Sophie Hutchings is guided by her instincts. As a young woman, immersed in a highly musical Sydney household, she bided her time, absorbing the music and art of her father and brothers, but herself refusing to play her own ruminative piano compositions beyond the safety of her bedroom.
When her own innate talent finally got the better of her, Sophie came to an uncomfortable truce with the practicalities of professional music making, sacrificing her solitude for the performance stage and recording studio.
Sophie’s latest album, Scattered On The Wind (Mercury KX), is perhaps reminiscent of her own trek across the Thar Desert. It’s an elegant, transcendent meditation on surrendering to the unknown.
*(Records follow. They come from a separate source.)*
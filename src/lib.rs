//! Merit-order heat dispatch over demand time series.

#[cfg(feature = "api")]
pub mod api;
/// Production units, catalog loading, fleet selection and comparison.
pub mod assets;
pub mod cli;
pub mod config;
pub mod error;
/// Result-store persistence and shared field codecs.
pub mod io;
pub mod logging;
pub mod runner;
/// Dispatch engine, KPIs, and hourly aggregation.
pub mod sim;
/// Heat-demand series.
pub mod source;
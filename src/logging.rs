//! Tracing subscriber setup.
//!
//! Log output goes to stderr so reports printed on stdout stay clean.
//! The level comes from `RUST_LOG` (default `info`), e.g.
//! `RUST_LOG=heat_optimizer=debug`.

use tracing_subscriber::{EnvFilter, fmt};

/// Installs the global subscriber for the binary.
pub fn init() {
    let filter = EnvFilter::try_from_default_env().unwrap_or_else(|_| EnvFilter::new("info"));

    fmt()
        .with_env_filter(filter)
        .with_target(true)
        .with_line_number(true)
        .with_writer(std::io::stderr)
        .init();
}

/// Installs a verbose subscriber routed through the test harness.
///
/// Safe to call from every test; only the first call takes effect.
pub fn init_test() {
    let _ = fmt()
        .with_env_filter(EnvFilter::new("debug"))
        .with_test_writer()
        .try_init();
}
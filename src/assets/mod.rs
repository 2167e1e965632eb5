//! Production units and the catalogs they are loaded from.

/// Unit catalog file loading.
pub mod catalog;
/// Fleet selection and ordering.
pub mod selection;
pub mod summary;
pub mod unit;

pub use catalog::{load_catalog, load_companion_catalog, parse_catalog};
pub use selection::{SortKey, electric_only, select_units, sort_units};
pub use summary::{CatalogSummary, Comparison, Verdict, compare};
pub use unit::{ElectricRole, ProductionUnit};
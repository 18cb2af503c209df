//! Formatting entities and the documents they annotate.
//!
//! Offsets and lengths are UTF-16 code units (see [`crate::utf16`]).
//! Like the rest of the crate they are stored as `u32`, which caps a single
//! message at 4G code units.

use crate::error::{Error, Result};
use crate::utf16;

/// The kind of a formatting span, carrying its payload.
#[derive(Debug, Clone, PartialEq, Eq, Hash)]
#[cfg_attr(feature = "serde", derive(serde::Serialize, serde::Deserialize))]
#[cfg_attr(feature = "serde", serde(tag = "type", rename_all = "snake_case"))]
pub enum EntityKind {
    Bold,
    Italic,
    Underline,
    Strike,
    Spoiler,
    Code,
    /// Preformatted block. `language` is empty when none was given.
    Pre {
        #[cfg_attr(feature = "serde", serde(default))]
        language: String,
    },
    TextUrl {
        url: String,
    },
    MentionName {
        user_id: i64,
    },
    CustomEmoji {
        document_id: i64,
    },
    Blockquote {
        #[cfg_attr(feature = "serde", serde(default))]
        collapsed: bool,
    },
}

impl EntityKind {
    /// `Pre` with the given language.
    pub fn pre(language: impl Into<String>) -> Self {
        Self::Pre {
            language: language.into(),
        }
    }

    /// `TextUrl` pointing at `url`.
    pub fn text_url(url: impl Into<String>) -> Self {
        Self::TextUrl { url: url.into() }
    }

    /// Code and Pre spans never contain other entities.
    #[inline]
    pub fn is_fixed_width(&self) -> bool {
        matches!(self, Self::Code | Self::Pre { .. })
    }

    /// Short lowercase name, used in diagnostics.
    pub fn name(&self) -> &'static str {
        match self {
            Self::Bold => "bold",
            Self::Italic => "italic",
            Self::Underline => "underline",
            Self::Strike => "strike",
            Self::Spoiler => "spoiler",
            Self::Code => "code",
            Self::Pre { .. } => "pre",
            Self::TextUrl { .. } => "text_url",
            Self::MentionName { .. } => "mention_name",
            Self::CustomEmoji { .. } => "custom_emoji",
            Self::Blockquote { .. } => "blockquote",
        }
    }
}

/// A formatting span over plain text.
#[derive(Debug, Clone, PartialEq, Eq, Hash)]
#[cfg_attr(feature = "serde", derive(serde::Serialize, serde::Deserialize))]
pub struct TextEntity {
    /// Start, in UTF-16 code units.
    pub offset: u32,
    /// Length, in UTF-16 code units.
    pub length: u32,
    #[cfg_attr(feature = "serde", serde(flatten))]
    pub kind: EntityKind,
}

impl TextEntity {
    #[inline]
    pub fn new(offset: u32, length: u32, kind: EntityKind) -> Self {
        Self {
            offset,
            length,
            kind,
        }
    }

    /// End position (exclusive).
    #[inline]
    pub fn end(&self) -> u32 {
        self.offset.saturating_add(self.length)
    }

    #[inline]
    pub(crate) fn offset_usize(&self) -> usize {
        self.offset as usize
    }

    #[inline]
    pub(crate) fn end_usize(&self) -> usize {
        self.offset as usize + self.length as usize
    }
}

/// Plain text plus the entities that format it.
#[derive(Debug, Clone, Default, PartialEq, Eq)]
#[cfg_attr(feature = "serde", derive(serde::Serialize, serde::Deserialize))]
pub struct FormattedText {
    pub text: String,
    #[cfg_attr(feature = "serde", serde(default))]
    pub entities: Vec<TextEntity>,
}

impl FormattedText {
    pub fn new(text: impl Into<String>, entities: Vec<TextEntity>) -> Self {
        Self {
            text: text.into(),
            entities,
        }
    }

    /// Text without any formatting.
    pub fn plain(text: impl Into<String>) -> Self {
        Self::new(text, Vec::new())
    }
}

/// Sort by `(offset ascending, length descending)`, so an outer span comes
/// before an inner span starting at the same offset. Stable.
pub fn sort_entities(entities: &mut [TextEntity]) {
    entities.sort_by(|a, b| a.offset.cmp(&b.offset).then(b.length.cmp(&a.length)));
}

/// Check that every entity lies inside a text of `text_len` units.
pub fn validate_bounds(entities: &[TextEntity], text_len: usize) -> Result<()> {
    for entity in entities {
        if entity.end_usize() > text_len {
            return Err(Error::InvalidEntity {
                offset: entity.offset,
                length: entity.length,
                text_len,
            });
        }
    }
    Ok(())
}

/// Trim surrounding whitespace from `units` and move the entities along.
///
/// Zero-length entities are dropped, entities lying entirely inside the
/// trimmed whitespace are dropped, and entities straddling a trimmed edge
/// are clipped to the remaining text.
pub fn strip_whitespace(units: &mut Vec<u16>, entities: &mut Vec<TextEntity>) {
    let leading = units
        .iter()
        .take_while(|&&u| utf16::is_whitespace_unit(u))
        .count();
    let trailing = units[leading..]
        .iter()
        .rev()
        .take_while(|&&u| utf16::is_whitespace_unit(u))
        .count();
    let final_len = units.len() - leading - trailing;
    units.truncate(units.len() - trailing);
    units.drain(..leading);

    let leading = leading as u32;
    let final_len = final_len as u32;
    entities.retain_mut(|e| {
        if e.length == 0 || e.end() <= leading {
            return false;
        }
        if e.offset >= leading {
            e.offset -= leading;
        } else {
            e.length = e.end() - leading;
            e.offset = 0;
        }
        if e.offset >= final_len {
            return false;
        }
        if e.end() > final_len {
            e.length = final_len - e.offset;
        }
        true
    });
}
//! Markdown parsing.
//!
//! The scan rewrites a UTF-16 buffer in place. Every time a delimiter is
//! spliced out, the entities recorded so far are shrunk by their overlap
//! with the removed range, which keeps nested offsets exact without a
//! second pass.

use crate::entity::{self, EntityKind, FormattedText, TextEntity};
use crate::error::{Diagnostics, Warning};
use crate::limits::MAX_LANGUAGE_LEN;
use crate::utf16;

use super::{EMOJI_TARGET_PREFIX, MarkdownDialect, SPOILER_TARGET};

const NEWLINE: u16 = b'\n' as u16;
const OPEN_BRACKET: u16 = b'[' as u16;
const CLOSE_BRACKET: u16 = b']' as u16;
const OPEN_PAREN: u16 = b'(' as u16;
const CLOSE_PAREN: u16 = b')' as u16;

/// Parse Markdown markup into plain text and entities.
///
/// Malformed markup never fails: an unmatched delimiter stays in the text
/// as a literal.
///
/// # Example
/// ```
/// use entityfmt::markdown::{self, MarkdownDialect};
///
/// let doc = markdown::parse("**bold** and __italic__", &MarkdownDialect::default());
/// assert_eq!(doc.text, "bold and italic");
/// assert_eq!(doc.entities.len(), 2);
/// ```
pub fn parse(markup: &str, dialect: &MarkdownDialect) -> FormattedText {
    let mut diag = Diagnostics::new();
    parse_into(markup, dialect, &mut diag)
}

pub(crate) fn parse_into(
    markup: &str,
    dialect: &MarkdownDialect,
    diag: &mut Diagnostics,
) -> FormattedText {
    if markup.is_empty() || (!dialect.has_delimiters() && !dialect.links_enabled()) {
        return FormattedText::plain(markup);
    }

    let mut units = utf16::to_offset_space(markup);
    let mut entities: Vec<TextEntity> = Vec::new();
    let mut i = 0;

    while i < units.len() {
        if let Some(delim) = dialect.match_at(&units, i) {
            let len = delim.units().len();
            // +1 so that "****" is not an empty span.
            let Some(close) = utf16::find_units(&units, delim.units(), i + len + 1) else {
                diag.warn(Warning::UnmatchedDelimiter {
                    delimiter: utf16::from_offset_space(delim.units()),
                    offset: i,
                });
                i += 1;
                continue;
            };

            remove_range(&mut units, &mut entities, i, len);
            let content_end = close - len;
            remove_range(&mut units, &mut entities, content_end, len);

            match delim.kind() {
                EntityKind::Pre { .. } => {
                    i = finish_pre(&mut units, &mut entities, i, content_end);
                }
                kind if kind.is_fixed_width() => {
                    entities.push(span(i, content_end, kind.clone()));
                    i = content_end;
                }
                kind => {
                    // Rescan from the content start so nested spans are found.
                    entities.push(span(i, content_end, kind.clone()));
                }
            }
            continue;
        }

        if dialect.links_enabled() {
            if let Some((label_end, close)) = match_link(&units, i) {
                let target = utf16::from_offset_space(&units[label_end + 2..close]);
                let kind = link_kind(target, diag);
                let label_len = label_end - i - 1;

                remove_range(&mut units, &mut entities, i, 1);
                remove_range(&mut units, &mut entities, i + label_len, close - label_end + 1);
                entities.push(span(i, i + label_len, kind));
                i += label_len;
                continue;
            }
        }

        i += 1;
    }

    entity::strip_whitespace(&mut units, &mut entities);
    entity::sort_entities(&mut entities);
    FormattedText::new(utf16::from_offset_space(&units), entities)
}

#[inline]
fn span(start: usize, end: usize, kind: EntityKind) -> TextEntity {
    TextEntity::new(start as u32, (end - start) as u32, kind)
}

/// Splice `units[start..start + len]` out and shrink every recorded entity
/// by its overlap with the removed range.
fn remove_range(units: &mut Vec<u16>, entities: &mut [TextEntity], start: usize, len: usize) {
    if len == 0 {
        return;
    }
    let end = start + len;
    units.drain(start..end);

    let shift = |p: usize| {
        if p <= start {
            p
        } else if p < end {
            start
        } else {
            p - len
        }
    };
    for entity in entities {
        let s = shift(entity.offset_usize());
        let e = shift(entity.end_usize());
        entity.offset = s as u32;
        entity.length = (e - s) as u32;
    }
}

/// Lift the language line out of a freshly closed fence and record the
/// `Pre` entity. Returns where the scan resumes.
fn finish_pre(
    units: &mut Vec<u16>,
    entities: &mut Vec<TextEntity>,
    start: usize,
    content_end: usize,
) -> usize {
    let mut end = content_end;
    let mut language = String::new();

    if let Some(nl) = utf16::find_unit(units, NEWLINE, start, end) {
        if end - nl > 1 && nl - start <= MAX_LANGUAGE_LEN {
            language = utf16::from_offset_space(&units[start..nl]);
            let header = nl + 1 - start;
            remove_range(units, entities, start, header);
            end -= header;

            if end > start && units[end - 1] == NEWLINE {
                remove_range(units, entities, end - 1, 1);
                end -= 1;
            }
        }
    }

    entities.push(span(start, end, EntityKind::Pre { language }));
    end
}

/// Match `[label](target)` at `pos`. Returns the positions of `]` and `)`.
///
/// The label runs to the first `]`, which must be followed by `(`; the
/// target runs to the first `)` after it.
fn match_link(units: &[u16], pos: usize) -> Option<(usize, usize)> {
    if units.get(pos) != Some(&OPEN_BRACKET) {
        return None;
    }
    let label_end = utf16::find_unit(units, CLOSE_BRACKET, pos + 1, units.len())?;
    if units.get(label_end + 1) != Some(&OPEN_PAREN) {
        return None;
    }
    let close = utf16::find_unit(units, CLOSE_PAREN, label_end + 2, units.len())?;
    Some((label_end, close))
}

fn link_kind(target: String, diag: &mut Diagnostics) -> EntityKind {
    if target == SPOILER_TARGET {
        return EntityKind::Spoiler;
    }
    if let Some(rest) = target.strip_prefix(EMOJI_TARGET_PREFIX) {
        let id = rest.split('/').next().unwrap_or(rest);
        match id.parse::<i64>() {
            Ok(document_id) => return EntityKind::CustomEmoji { document_id },
            Err(_) => diag.warn(Warning::InvalidEmojiId(rest.to_owned())),
        }
    }
    EntityKind::TextUrl { url: target }
}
ZoneOut presents Sophie Hutchings in her own words.
Growing up I was probably the most gregarious member out of a big household of kids. My father was a professional musician, and he used to have rehearsals at our place. My brothers also loved to play. We had a massive music room where they would have all their school friends over and play. The house was a noisy cacophony of music.
I grew up being very influenced by my older brothers. One of my brothers was in art school. My other brother was doing photography, and they were both really into the indie rock scene. So it was either really noisy indie rock from my brothers, or blaring jazz from my dad. But I always, always gravitated towards instrumental music.
It’s funny, I was in all the school plays, always the front lead role at school drama, incredible class clown, not afraid of the camera. But I was so incredibly shy to play music. You could not get me to play music in a pink fit. Never. I said, ‘No, no, no, no’. Wouldn’t play with the family. Wouldn’t perform in front of anyone. Just terrified. Just refused to do it.
I was just writing music in my bedroom, not playing in front of anyone. And then I accidentally fell into what I’m doing now, and I had to force myself to be okay with being on stage. I had to really fight that urge to run off the stage for a long time. It was really hard.
PAINT ON A CANVAS
When I compose, it’s an indulgent process, I guess, because I find that part the most natural and the easiest. I feel like I’m not even almost aware of what I’m doing. So there’s this sense of purity and freedom. The first stage when I’m writing is that kind of natural, visceral kind of composing, where the process almost takes control of you.
Then the second stage – which I’ve learned is the hardest for me – is the disciplinary stage. You start thinking of arrangements, and structure, and what direction you’re going to go in. And then the really practical part, putting the arrangements together, working with a team of musicians. And that’s the part I’ve had to work really hard on.
I know a lot of people talk about music being mathematical, but I don’t relate to that at all. For me, writing music is like being an artist who just splashes abstract paint on a canvas. I never have this grandiose plan. It’s just a blank piece of canvas and it’s just go for it and let’s just see what happens. I’ve tried to work other ways and it doesn’t happen.
ARE YOU HAPPY? ARE YOU HUNGRY?
I wrote all the string parts and vocals on Scattered In The Wind in less than two days. I’ve spent so much time working with [cellist] Peter Hollo and [violinist] Jay Kong, that I was very much writing their parts from their point of view. They have very unique styles, Jay and Peter. As soon as Peter starts playing a note I feel like I know what he’s going to do next
And because they’ve offered so much of their time, I like to give them a little bit of freedom here and there. I’m always asking, ‘Are you okay with that part?’.
It’s different when I work with session musicians. There it’s more like ‘There’s the score. This is what you’ve got to do’. But I still get a bit motherly, ‘Are you okay? Are you happy? Are you hungry?’.
I’m obsessed with ambient, repetitive music. It’s soothing, it’s comforting, it’s engaging, but it’s also not demanding. It just taps into an area of emotion with people that other music doesn’t.
It’s also taken me back in time. There’s this really amazing documentary called Latcho Drom. It’s about the origins of music, how music has traveled. It starts in the Thar Desert in India (which I trekked through), goes up into Afghanistan and Romania, and ends up in Spain. The film has no talking whatsoever, it’s just all music and following the landscapes. That film had a really huge impact on me.